According to Morningstar, stocks have experienced a healthy recovery over the past few months. However, the momentum was insufficient to propel the market to a new high for the year. All eyes are on the outcome of trade talks, with stocks settling into a holding pattern.

What’s Next for US Equities?

The analysts opine that the outlook for the broader equity market over the upcoming months appears to be relatively balanced, as bullish signals such as healthy earnings, a strong economy, and moderation on tariff policy offset the more bearish signals, including elevated valuations and deficit risk, says Morningstar. The market strategists believe that 2025 forecasts focus on returns of mid-single digits, reflecting a slowdown from the double-digit gains of the previous 2 years, added Morningstar.

Furthermore, the firm believes that despite worries related to sticky inflation and a potential labor market slowdown, the US economy appears to be resilient. Amidst Trump’s reversal on tariffs, forecasters have reduced the odds of recession.
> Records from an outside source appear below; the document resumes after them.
impl IamPolicy {
    /// Give `member` exactly `roles`: add it where missing, drop it from every other binding.
    pub fn set_member_roles(&mut self, member: &str, roles: &[String]) {
        let mut pending: Vec<&String> = roles.iter().collect();
        for binding in &mut self.bindings {
            let index = binding.members.iter().position(|m| m == member);
            match (pending.iter().position(|r| **r == binding.role), index) {
                (Some(_), None) => binding.members.push(member.to_owned()),
                (None, Some(index)) => {
                    binding.members.remove(index);
                }
                _ => {}
            }
            pending.retain(|r| **r != binding.role);
        }
        for role in pending {
            self.bindings.push(Binding {
                role: role.clone(),
                members: vec![member.to_owned()],
                condition: None,
            });
        }
    }

    /// Roles bound to `member`.
    pub fn roles_of(&self, member: &str) -> Vec<&str> {
        self.bindings
            .iter()
            .filter(|b| b.members.iter().any(|m| m == member))
            .map(|b| b.role.as_str())
            .collect()
    }
}

/// An IAM policy with the etag callers must echo back when replacing it.
#[derive(Debug, Clone, Default, PartialEq)]
pub struct IamPolicyMessage {
    pub policy: IamPolicy,
    /// Empty when no policy row exists yet.
    pub etag: String,
}

#[derive(Debug, Clone, PartialEq)]
pub struct PolicyMessage {
    pub resource_type: PolicyResourceType,
    pub resource: String,
    pub policy_type: PolicyType,
    pub payload: serde_json::Value,
    pub inherit_from_parent: bool,
    pub enforce: bool,
    pub updated_at: DateTime<Utc>,
}

impl PolicyMessage {
    pub fn etag(&self) -> String {
        generate_etag(self.updated_at)
    }
}

/// Etag for a policy row: `updated_at` in unix milliseconds.
pub fn generate_etag(updated_at: DateTime<Utc>) -> String {
    updated_at.timestamp_millis().to_string()
}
Also, the consumers continue to spend amidst gloomy measures of sentiment, added Morningstar.

Amidst such trends, we will look at the 10 Worst Aggressive Growth Stocks to Buy According to Short Sellers.

Our Methodology

To list the 10 Worst Aggressive Growth Stocks to Buy According to Short Sellers, we chose stocks from the growth-oriented industries such as technology and biotechnology. After getting an extensive list of stocks, we narrowed it down to the ones having high short interest. Finally, the stocks are ranked in descending order of their short interest. We also mentioned the hedge fund sentiments around each stock, as of Q1 2025.
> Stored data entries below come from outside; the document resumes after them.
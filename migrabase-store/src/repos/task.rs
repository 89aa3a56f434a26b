//! Task repository
//!
//! A task is one unit of a rollout: a single change against a single
//! database. Its status is that of its latest run, `SKIPPED` when the
//! payload marks it skipped, or `NOT_STARTED` when it has never run.

use chrono::{DateTime, Utc};
use migrabase_core::{TaskRunStatus, TaskType};
use migrabase_filter::{args, qb, Query};
use serde::{Deserialize, Serialize};
use sqlx::types::Json;
use sqlx::{FromRow, PgPool};

use crate::error::{Result, StoreError};
use crate::exec;

const TASK_COLUMNS: &str = "task.id, task.plan_id, task.instance, task.environment, \
     task.db_name, task.type, task.payload, task.created_at, task.updated_at";

/// Bound values per inserted task row.
const TASK_INSERT_ARGS: usize = 6;

/// Task details (`task.payload`)
#[derive(Debug, Clone, Default, PartialEq, Serialize, Deserialize)]
#[serde(rename_all = "camelCase", default)]
pub struct TaskPayload {
    #[serde(skip_serializing_if = "String::is_empty")]
    pub spec_id: String,
    #[serde(skip_serializing_if = "String::is_empty")]
    pub sheet_sha256: String,
    #[serde(skip_serializing_if = "String::is_empty")]
    pub schema_version: String,
    pub skipped: bool,
    #[serde(skip_serializing_if = "String::is_empty")]
    pub skipped_reason: String,
}

#[derive(Debug, Clone, PartialEq)]
pub struct TaskMessage {
    pub id: i64,
    pub plan_id: i64,
    pub instance: String,
    pub environment: Option<String>,
    pub database_name: Option<String>,
    pub task_type: TaskType,
    pub payload: TaskPayload,
    pub latest_task_run_status: TaskRunStatus,
    pub created_at: DateTime<Utc>,
    pub updated_at: DateTime<Utc>,
}

#[derive(Debug, Clone)]
pub struct CreateTaskMessage {
    pub instance: String,
    pub environment: Option<String>,
    pub database_name: Option<String>,
    pub task_type: TaskType,
    pub payload: TaskPayload,
}

#[derive(Debug, Clone, Default)]
pub struct FindTaskMessage {
    pub id: Option<i64>,
    pub plan_id: Option<i64>,
    pub ids: Option<Vec<i64>>,
    pub task_types: Option<Vec<TaskType>>,
    pub instance: Option<String>,
    pub database_name: Option<String>,
}

#[derive(FromRow)]
struct TaskRow {
    id: i64,
    plan_id: i64,
    instance: String,
    environment: Option<String>,
    db_name: Option<String>,
    #[sqlx(rename = "type")]
    task_type: String,
    payload: Json<TaskPayload>,
    created_at: DateTime<Utc>,
    updated_at: DateTime<Utc>,
    latest_task_run_status: String,
}

impl TryFrom<TaskRow> for TaskMessage {
    type Error = StoreError;

    fn try_from(row: TaskRow) -> Result<Self> {
        Ok(Self {
            id: row.id,
            plan_id: row.plan_id,
            instance: row.instance,
            environment: row.environment,
            database_name: row.db_name,
            task_type: row.task_type.parse()?,
            payload: row.payload.0,
            latest_task_run_status: row.latest_task_run_status.parse()?,
            created_at: row.created_at,
            updated_at: row.updated_at,
        })
    }
}

/// `latest_task_run_status` column, given the SQL for the latest run's status.
fn insert_query(plan_id: i64, creates: &[CreateTaskMessage]) -> Result<Query> {
    let mut values = Query::new();
    for create in creates {
        values.comma(
            "(?, ?, ?, ?, ?, ?)",
            args![
                plan_id,
                &create.instance,
                create.environment.clone(),
                create.database_name.clone(),
                create.task_type.as_str(),
                serde_json::to_value(&create.payload)?
            ],
        );
    }
    Ok(qb::q(
        format!(
            "INSERT INTO task (plan_id, instance, environment, db_name, type, payload) VALUES ? \
             RETURNING {}, {}",
            TASK_COLUMNS,
            status_column("NULL")
        ),
        args![values],
    ))
}

fn status_column(latest: &str) -> String {
    format!(
        "CASE WHEN COALESCE((task.payload->>'skipped')::BOOLEAN, FALSE) THEN 'SKIPPED' \
         ELSE COALESCE({}, 'NOT_STARTED') END AS latest_task_run_status",
        latest
    )
}

/// Task repository
pub struct TaskRepo<'a> {
    pool: &'a PgPool,
}

impl<'a> TaskRepo<'a> {
    pub fn new(pool: &'a PgPool) -> Self {
        Self { pool }
    }

    /// Insert all tasks of a plan in one transaction, as few multi-row
    /// statements as the bind parameter limit allows.
    pub async fn create_tasks(
        &self,
        plan_id: i64,
        creates: Vec<CreateTaskMessage>,
    ) -> Result<Vec<TaskMessage>> {
        if creates.is_empty() {
            return Ok(Vec::new());
        }

        let mut tx = self.pool.begin().await?;
        let mut rows: Vec<TaskRow> = Vec::with_capacity(creates.len());
        for chunk in creates.chunks(exec::rows_per_statement(TASK_INSERT_ARGS)) {
            let (sql, arguments) = exec::build(&insert_query(plan_id, chunk)?)?;
            let inserted: Vec<TaskRow> = sqlx::query_as_with(&sql, arguments)
                .fetch_all(&mut *tx)
                .await?;
            rows.extend(inserted);
        }
        tx.commit().await?;

        tracing::info!(plan_id, count = rows.len(), "created tasks");
        rows.into_iter().map(TaskMessage::try_from).collect()
    }

    pub async fn get_by_id(&self, id: i64) -> Result<Option<TaskMessage>> {
        let tasks = self
            .list(&FindTaskMessage {
                id: Some(id),
                ..Default::default()
            })
            .await?;
        exec::at_most_one(tasks, "task")
    }

    pub async fn list(&self, find: &FindTaskMessage) -> Result<Vec<TaskMessage>> {
        let (sql, arguments) = exec::build(&list_query(find))?;
        let rows: Vec<TaskRow> = sqlx::query_as_with(&sql, arguments)
            .fetch_all(self.pool)
            .await?;
        rows.into_iter().map(TaskMessage::try_from).collect()
    }

    /// Replace a task's payload.
    pub async fn update_payload(&self, id: i64, payload: &TaskPayload) -> Result<()> {
        let result = sqlx::query("UPDATE task SET payload = $1, updated_at = $2 WHERE id = $3")
            .bind(Json(payload))
            .bind(Utc::now())
            .bind(id)
            .execute(self.pool)
            .await?;
        if result.rows_affected() == 0 {
            return Err(StoreError::not_found("task", id));
        }
        Ok(())
    }

    /// Mark tasks skipped. Returns the number of tasks updated.
    pub async fn batch_skip(&self, ids: &[i64], reason: &str) -> Result<u64> {
        if ids.is_empty() {
            return Ok(0);
        }
        let result = sqlx::query(
            r#"
            UPDATE task
            SET payload = payload || jsonb_build_object('skipped', TRUE, 'skippedReason', $1::TEXT),
                updated_at = $2
            WHERE id = ANY($3)
            "#,
        )
        .bind(reason)
        .bind(Utc::now())
        .bind(ids)
        .execute(self.pool)
        .await?;
        tracing::info!(count = result.rows_affected(), "skipped tasks");
        Ok(result.rows_affected())
    }
}

fn list_query(find: &FindTaskMessage) -> Query {
    let mut where_q = qb::q("TRUE", args![]);
    if let Some(id) = find.id {
        where_q.and("task.id = ?", args![id]);
    }
    if let Some(plan_id) = find.plan_id {
        where_q.and("task.plan_id = ?", args![plan_id]);
    }
    if let Some(ids) = &find.ids {
        where_q.and("task.id = ANY(?)", args![ids.clone()]);
    }
    if let Some(types) = &find.task_types {
        let types: Vec<&str> = types.iter().map(TaskType::as_str).collect();
        where_q.and("task.type = ANY(?)", args![types]);
    }
    if let Some(instance) = &find.instance {
        where_q.and("task.instance = ?", args![instance]);
    }
    if let Some(database_name) = &find.database_name {
        where_q.and("task.db_name = ?", args![database_name]);
    }

    let mut query = qb::q(
        format!(
            "SELECT {}, {} FROM task \
             LEFT JOIN LATERAL (\
             SELECT task_run.status FROM task_run WHERE task_run.task_id = task.id \
             ORDER BY task_run.id DESC LIMIT 1\
             ) AS latest_task_run ON TRUE \
             WHERE ?",
            TASK_COLUMNS,
            status_column("latest_task_run.status")
        ),
        args![where_q],
    );
    query.space("ORDER BY task.id ASC", args![]);
    query
}

#[cfg(test)]
mod tests {
    use super::*;
    use migrabase_filter::Value;

    #[test]
    fn list_query_joins_latest_run() {
        let find = FindTaskMessage {
            plan_id: Some(7),
            task_types: Some(vec![TaskType::DatabaseMigrate]),
            ..Default::default()
        };
        let (sql, values) = list_query(&find).to_sql().unwrap();
        assert!(sql.contains("LEFT JOIN LATERAL (SELECT task_run.status FROM task_run"));
        assert!(sql.contains("COALESCE(latest_task_run.status, 'NOT_STARTED')"));
        assert!(sql.contains("WHERE TRUE AND task.plan_id = $1 AND task.type = ANY($2)"));
        assert_eq!(
            values,
            vec![
                Value::Int(7),
                Value::TextArray(vec!["DATABASE_MIGRATE".into()])
            ]
        );
    }

    #[test]
    fn large_batches_split_under_bind_limit() {
        let create = CreateTaskMessage {
            instance: "prod".into(),
            environment: Some("prod".into()),
            database_name: Some("app".into()),
            task_type: TaskType::DatabaseMigrate,
            payload: TaskPayload::default(),
        };
        let creates = vec![create; 11_000];
        let chunks: Vec<&[CreateTaskMessage]> = creates
            .chunks(exec::rows_per_statement(TASK_INSERT_ARGS))
            .collect();
        assert_eq!(chunks.len(), 2);

        let mut rendered_rows = 0;
        for chunk in chunks {
            let (sql, values) = insert_query(7, chunk).unwrap().to_sql().unwrap();
            assert!(values.len() <= exec::MAX_BIND_PARAMETERS);
            assert_eq!(values.len(), chunk.len() * TASK_INSERT_ARGS);
            assert!(sql.starts_with(
                "INSERT INTO task (plan_id, instance, environment, db_name, type, payload) VALUES ($1, $2, $3, $4, $5, $6), ($7,"
            ));
            rendered_rows += chunk.len();
        }
        assert_eq!(rendered_rows, 11_000);

        // One statement would need more parameters than Postgres accepts.
        let (_, values) = insert_query(7, &creates).unwrap().to_sql().unwrap();
        assert!(values.len() > exec::MAX_BIND_PARAMETERS);
    }

    #[test]
    fn skipped_flag_in_payload() {
        let payload = TaskPayload {
            skipped: true,
            skipped_reason: "not needed".into(),
            ..Default::default()
        };
        let json = serde_json::to_value(&payload).unwrap();
        assert_eq!(json, serde_json::json!({"skipped": true, "skippedReason": "not needed"}));
    }

    #[test]
    fn derived_statuses_parse() {
        assert_eq!("SKIPPED".parse::<TaskRunStatus>().unwrap(), TaskRunStatus::Skipped);
        assert_eq!(
            "NOT_STARTED".parse::<TaskRunStatus>().unwrap(),
            TaskRunStatus::NotStarted
        );
    }
}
Why are we interested in the stocks that hedge funds pile into? The reason is simple: our research has shown that we can outperform the market by imitating the top stock picks of the best hedge funds. Our quarterly newsletter’s strategy selects 14 small-cap and large-cap stocks every quarter and has returned 373.4% since May 2014, beating its benchmark by 218 percentage points (see more details here).
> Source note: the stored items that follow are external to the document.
//! Plan repository and the rollout list filter
//!
//! A rollout is a plan that has tasks; rollouts share the `plan` table.

use chrono::{DateTime, Utc};
use migrabase_core::resource::format_plan;
use migrabase_core::TaskType;
use migrabase_filter::compile::{self, CompareOp, FilterSchema, FilterValue};
use migrabase_filter::{args, qb, FilterError, Query};
use serde::{Deserialize, Serialize};
use sqlx::types::Json;
use sqlx::{FromRow, PgPool};

use crate::error::{Result, StoreError};
use crate::exec;

const PLAN_COLUMNS: &str = "plan.id, plan.creator, plan.created_at, plan.updated_at, \
     plan.project, plan.name, plan.description, plan.config, plan.deleted";

const HAS_TASKS: &str = "EXISTS (SELECT 1 FROM task WHERE task.plan_id = plan.id)";

/// Plan body (`plan.config`)
#[derive(Debug, Clone, Default, PartialEq, Serialize, Deserialize)]
#[serde(rename_all = "camelCase", default)]
pub struct PlanConfig {
    pub specs: Vec<PlanSpec>,
}

/// One change to roll out to a set of databases.
#[derive(Debug, Clone, Default, PartialEq, Serialize, Deserialize)]
#[serde(rename_all = "camelCase", default)]
pub struct PlanSpec {
    pub id: String,
    /// `instances/{i}/databases/{d}`
    pub targets: Vec<String>,
    #[serde(skip_serializing_if = "String::is_empty")]
    pub sheet_sha256: String,
    #[serde(skip_serializing_if = "Option::is_none")]
    pub task_type: Option<TaskType>,
}

#[derive(Debug, Clone, PartialEq)]
pub struct PlanMessage {
    pub uid: i64,
    pub project_id: String,
    pub creator: String,
    pub title: String,
    pub description: String,
    pub config: PlanConfig,
    pub deleted: bool,
    pub created_at: DateTime<Utc>,
    pub updated_at: DateTime<Utc>,
}

impl PlanMessage {
    /// `projects/{project}/plans/{uid}`
    pub fn name(&self) -> String {
        format_plan(&self.project_id, self.uid)
    }
}

#[derive(Debug, Clone, Default)]
pub struct FindPlanMessage {
    pub uid: Option<i64>,
    pub project_id: Option<String>,
    /// `Some(true)`: only plans with tasks (rollouts); `Some(false)`: only plans without.
    pub has_rollout: Option<bool>,
    pub creator: Option<String>,
    pub show_deleted: bool,
    pub filter_q: Option<Query>,
    pub limit: Option<i64>,
    pub offset: Option<i64>,
}

#[derive(Debug, Clone, Default)]
pub struct CreatePlanMessage {
    pub project_id: String,
    pub title: String,
    pub description: String,
    pub config: PlanConfig,
}

#[derive(Debug, Clone, Default)]
pub struct UpdatePlanMessage {
    pub title: Option<String>,
    pub description: Option<String>,
    pub config: Option<PlanConfig>,
    pub deleted: Option<bool>,
}

#[derive(FromRow)]
struct PlanRow {
    id: i64,
    creator: String,
    created_at: DateTime<Utc>,
    updated_at: DateTime<Utc>,
    project: String,
    name: String,
    description: String,
    config: Json<PlanConfig>,
    deleted: bool,
}

impl From<PlanRow> for PlanMessage {
    fn from(row: PlanRow) -> Self {
        Self {
            uid: row.id,
            project_id: row.project,
            creator: row.creator,
            title: row.name,
            description: row.description,
            config: row.config.0,
            deleted: row.deleted,
            created_at: row.created_at,
            updated_at: row.updated_at,
        }
    }
}

/// Plan repository
pub struct PlanRepo<'a> {
    pool: &'a PgPool,
}

impl<'a> PlanRepo<'a> {
    pub fn new(pool: &'a PgPool) -> Self {
        Self { pool }
    }

    pub async fn create(&self, create: CreatePlanMessage, creator: &str) -> Result<PlanMessage> {
        let query = qb::q(
            format!(
                "INSERT INTO plan (creator, project, name, description, config) \
                 VALUES (?, ?, ?, ?, ?) RETURNING {}",
                PLAN_COLUMNS
            ),
            args![
                creator,
                create.project_id,
                create.title,
                create.description,
                serde_json::to_value(&create.config)?
            ],
        );
        let (sql, arguments) = exec::build(&query)?;
        let row: PlanRow = sqlx::query_as_with(&sql, arguments)
            .fetch_one(self.pool)
            .await?;
        tracing::info!(plan_id = row.id, project = %row.project, "created plan");
        Ok(row.into())
    }

    pub async fn get(&self, find: &FindPlanMessage) -> Result<Option<PlanMessage>> {
        let find = FindPlanMessage {
            show_deleted: true,
            ..find.clone()
        };
        let plans = self.list(&find).await?;
        exec::at_most_one(plans, "plan")
    }

    pub async fn get_by_id(&self, uid: i64) -> Result<Option<PlanMessage>> {
        self.get(&FindPlanMessage {
            uid: Some(uid),
            ..Default::default()
        })
        .await
    }

    pub async fn list(&self, find: &FindPlanMessage) -> Result<Vec<PlanMessage>> {
        let (sql, arguments) = exec::build(&list_query(find))?;
        let rows: Vec<PlanRow> = sqlx::query_as_with(&sql, arguments)
            .fetch_all(self.pool)
            .await?;
        Ok(rows.into_iter().map(PlanMessage::from).collect())
    }

    pub async fn update(&self, uid: i64, patch: UpdatePlanMessage) -> Result<PlanMessage> {
        let mut set = Query::new();
        set.comma("updated_at = ?", args![Utc::now()]);
        if let Some(title) = patch.title {
            set.comma("name = ?", args![title]);
        }
        if let Some(description) = patch.description {
            set.comma("description = ?", args![description]);
        }
        if let Some(config) = &patch.config {
            set.comma("config = ?", args![serde_json::to_value(config)?]);
        }
        if let Some(deleted) = patch.deleted {
            set.comma("deleted = ?", args![deleted]);
        }
        if set.len() == 1 {
            return Err(StoreError::invalid_argument("no fields to update"));
        }

        let query = qb::q(
            format!("UPDATE plan SET ? WHERE id = ? RETURNING {}", PLAN_COLUMNS),
            args![set, uid],
        );
        let (sql, arguments) = exec::build(&query)?;
        let row: PlanRow = sqlx::query_as_with(&sql, arguments)
            .fetch_optional(self.pool)
            .await?
            .ok_or_else(|| StoreError::not_found("plan", uid))?;
        Ok(row.into())
    }
}

fn list_query(find: &FindPlanMessage) -> Query {
    let mut where_q = qb::q("TRUE", args![]);
    if let Some(filter) = &find.filter_q {
        where_q.and("?", args![filter]);
    }
    if let Some(uid) = find.uid {
        where_q.and("plan.id = ?", args![uid]);
    }
    if let Some(project_id) = &find.project_id {
        where_q.and("plan.project = ?", args![project_id]);
    }
    match find.has_rollout {
        Some(true) => {
            where_q.and(HAS_TASKS, args![]);
        }
        Some(false) => {
            where_q.and(format!("NOT {}", HAS_TASKS), args![]);
        }
        None => {}
    }
    if let Some(creator) = &find.creator {
        where_q.and("plan.creator = ?", args![creator]);
    }
    if !find.show_deleted {
        where_q.and("plan.deleted = ?", args![false]);
    }

    let mut query = qb::q(
        format!("SELECT {} FROM plan WHERE ?", PLAN_COLUMNS),
        args![where_q],
    );
    query.space("ORDER BY plan.id DESC", args![]);
    if let Some(limit) = find.limit {
        query.space("LIMIT ?", args![limit]);
    }
    if let Some(offset) = find.offset {
        query.space("OFFSET ?", args![offset]);
    }
    query
}

/// Variables accepted by [`list_rollout_filter`].
pub struct RolloutFilter;

impl FilterSchema for RolloutFilter {
    fn equals(&self, variable: &str, value: &FilterValue) -> std::result::Result<Query, FilterError> {
        match variable {
            "creator" => Ok(qb::q(
                "plan.creator = ?",
                args![compile::user_email(variable, value)?],
            )),
            "task_type" => {
                let task_type: TaskType = compile::parse_enum(variable, value)?;
                Ok(qb::q(
                    "EXISTS (SELECT 1 FROM task WHERE task.plan_id = plan.id AND task.type = ?)",
                    args![task_type.as_str()],
                ))
            }
            _ => Err(FilterError::UnsupportedVariable(variable.to_owned())),
        }
    }

    fn matches(&self, variable: &str, pattern: &str) -> std::result::Result<Query, FilterError> {
        match variable {
            "title" => Ok(compile::matches_query("plan.name", pattern)),
            _ => Err(FilterError::UnsupportedVariable(variable.to_owned())),
        }
    }

    fn in_list(
        &self,
        variable: &str,
        values: &[FilterValue],
    ) -> std::result::Result<Query, FilterError> {
        match variable {
            "task_type" => {
                let types = compile::enum_list::<TaskType>(variable, values)?;
                Ok(qb::q(
                    "EXISTS (SELECT 1 FROM task WHERE task.plan_id = plan.id AND task.type = ANY(?))",
                    args![types],
                ))
            }
            _ => Err(FilterError::unsupported_operator("@in", variable)),
        }
    }

    fn compare(
        &self,
        variable: &str,
        op: CompareOp,
        value: &FilterValue,
    ) -> std::result::Result<Query, FilterError> {
        match variable {
            "create_time" => compile::time_comparison("plan.created_at", variable, op, value),
            "update_time" => compile::time_comparison("plan.updated_at", variable, op, value),
            _ => Err(FilterError::unsupported_operator(op.function(), variable)),
        }
    }
}

/// Compile a rollout list filter, e.g. `task_type in ["DATABASE_MIGRATE"] && update_time >= "..."`.
pub fn list_rollout_filter(filter: &str) -> std::result::Result<Option<Query>, FilterError> {
    compile::compile_filter(filter, &RolloutFilter)
}

#[cfg(test)]
mod tests {
    use super::*;
    use migrabase_filter::Value;

    fn render(filter: &str) -> (String, Vec<Value>) {
        list_rollout_filter(filter).unwrap().unwrap().to_sql().unwrap()
    }

    #[test]
    fn filter_cases() {
        let cases: &[(&str, &str, Vec<Value>)] = &[
            (
                r#"creator == "users/ops@example.com""#,
                "(plan.creator = $1)",
                vec![Value::Text("ops@example.com".into())],
            ),
            (
                r#"task_type == "DATABASE_SDL""#,
                "(EXISTS (SELECT 1 FROM task WHERE task.plan_id = plan.id AND task.type = $1))",
                vec![Value::Text("DATABASE_SDL".into())],
            ),
            (
                r#"task_type in ["DATABASE_CREATE", "DATABASE_MIGRATE"]"#,
                "(EXISTS (SELECT 1 FROM task WHERE task.plan_id = plan.id AND task.type = ANY($1)))",
                vec![Value::TextArray(vec![
                    "DATABASE_CREATE".into(),
                    "DATABASE_MIGRATE".into(),
                ])],
            ),
            (
                r#"title.matches("Hotfix")"#,
                "(LOWER(plan.name) LIKE $1)",
                vec![Value::Text("%hotfix%".into())],
            ),
        ];
        for (filter, sql, values) in cases {
            let (got_sql, got_values) = render(filter);
            assert_eq!(&got_sql, sql, "{filter}");
            assert_eq!(&got_values, values, "{filter}");
        }
    }

    #[test]
    fn literal_first_comparison_is_flipped() {
        let (sql, _) = render(r#""2024-01-01T00:00:00Z" < update_time"#);
        assert_eq!(sql, "(plan.updated_at > $1)");
    }

    #[test]
    fn filter_errors() {
        for (filter, expected) in [
            (r#"creator == "ops""#, "invalid value for \"creator\""),
            (r#"task_type == "DATABASE_DROP""#, "invalid task type value"),
            (r#"title == "x""#, "unsupport variable"),
            (r#"title > "x""#, "unexpected _>_ operator for title"),
            (r#"task_type in []"#, "empty list"),
            (r#"create_time >= 1"#, "expect string"),
        ] {
            let err = list_rollout_filter(filter).unwrap_err();
            assert!(err.to_string().contains(expected), "{filter}: {err}");
        }
    }

    #[test]
    fn has_rollout_filters_on_tasks() {
        let find = FindPlanMessage {
            project_id: Some("p1".into()),
            has_rollout: Some(true),
            ..Default::default()
        };
        let (sql, values) = list_query(&find).to_sql().unwrap();
        assert!(sql.contains(
            "WHERE TRUE AND plan.project = $1 AND EXISTS (SELECT 1 FROM task WHERE task.plan_id = plan.id) AND plan.deleted = $2"
        ));
        assert_eq!(values.len(), 2);

        let find = FindPlanMessage {
            has_rollout: Some(false),
            ..Default::default()
        };
        let (sql, _) = list_query(&find).to_sql().unwrap();
        assert!(sql.contains("AND NOT EXISTS (SELECT 1 FROM task"));
    }

    #[test]
    fn config_json_is_camel_case() {
        let config = PlanConfig {
            specs: vec![PlanSpec {
                id: "s1".into(),
                targets: vec!["instances/prod/databases/app".into()],
                sheet_sha256: "abc".into(),
                task_type: Some(TaskType::DatabaseMigrate),
            }],
        };
        let json = serde_json::to_value(&config).unwrap();
        assert_eq!(json["specs"][0]["sheetSha256"], "abc");
        assert_eq!(json["specs"][0]["taskType"], "DATABASE_MIGRATE");
    }
}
10 Worst Aggressive Growth Stocks to Buy According to Short Sellers

10. Ardelyx, Inc. (NASDAQ:ARDX)

Short % of Float (As of May 30): 13.76%

Number of Hedge Fund Holders: 28

Ardelyx, Inc. (NASDAQ:ARDX) is one of the 10 Worst Aggressive Growth Stocks to Buy According to Short Sellers. On June 18, H.C. Wainwright began coverage on the company’s stock with a “Buy” rating and a price objective of $10.00. The firm highlighted Ardelyx, Inc. (NASDAQ:ARDX)’s successful commercialization of bowel and kidney disease treatments.

The firm mentioned about Ardelyx, Inc. (NASDAQ:ARDX)’s demonstrated approval and commercial execution with IBSRELA for irritable bowel syndrome with constipation in adults and XPHOZAH for treating hyperphosphatemia in adults having chronic kidney disease on dialysis. Overall, the firm expects near-term commercial progress for Ardelyx, Inc. (NASDAQ:ARDX). The company delivered a strong Q1 2025, garnering $74 million in total revenue. As IBSRELA enters its 3rd full year on the market, it saw strong YoY growth of 57%.

The US net product sales revenue for IBSRELA during Q1 2025 came in at $44.4 million. This growth was supported by increases throughout key demand indicators, which include total writers and new and refill prescriptions. The US net product sales revenue for XPHOZAH during Q1 2025 came in at $23.4 million, thanks to the strong commercial momentum and execution.

Ardelyx, Inc. (NASDAQ:ARDX) is engaged in discovering, developing, and commercializing medicines to treat unmet medical needs.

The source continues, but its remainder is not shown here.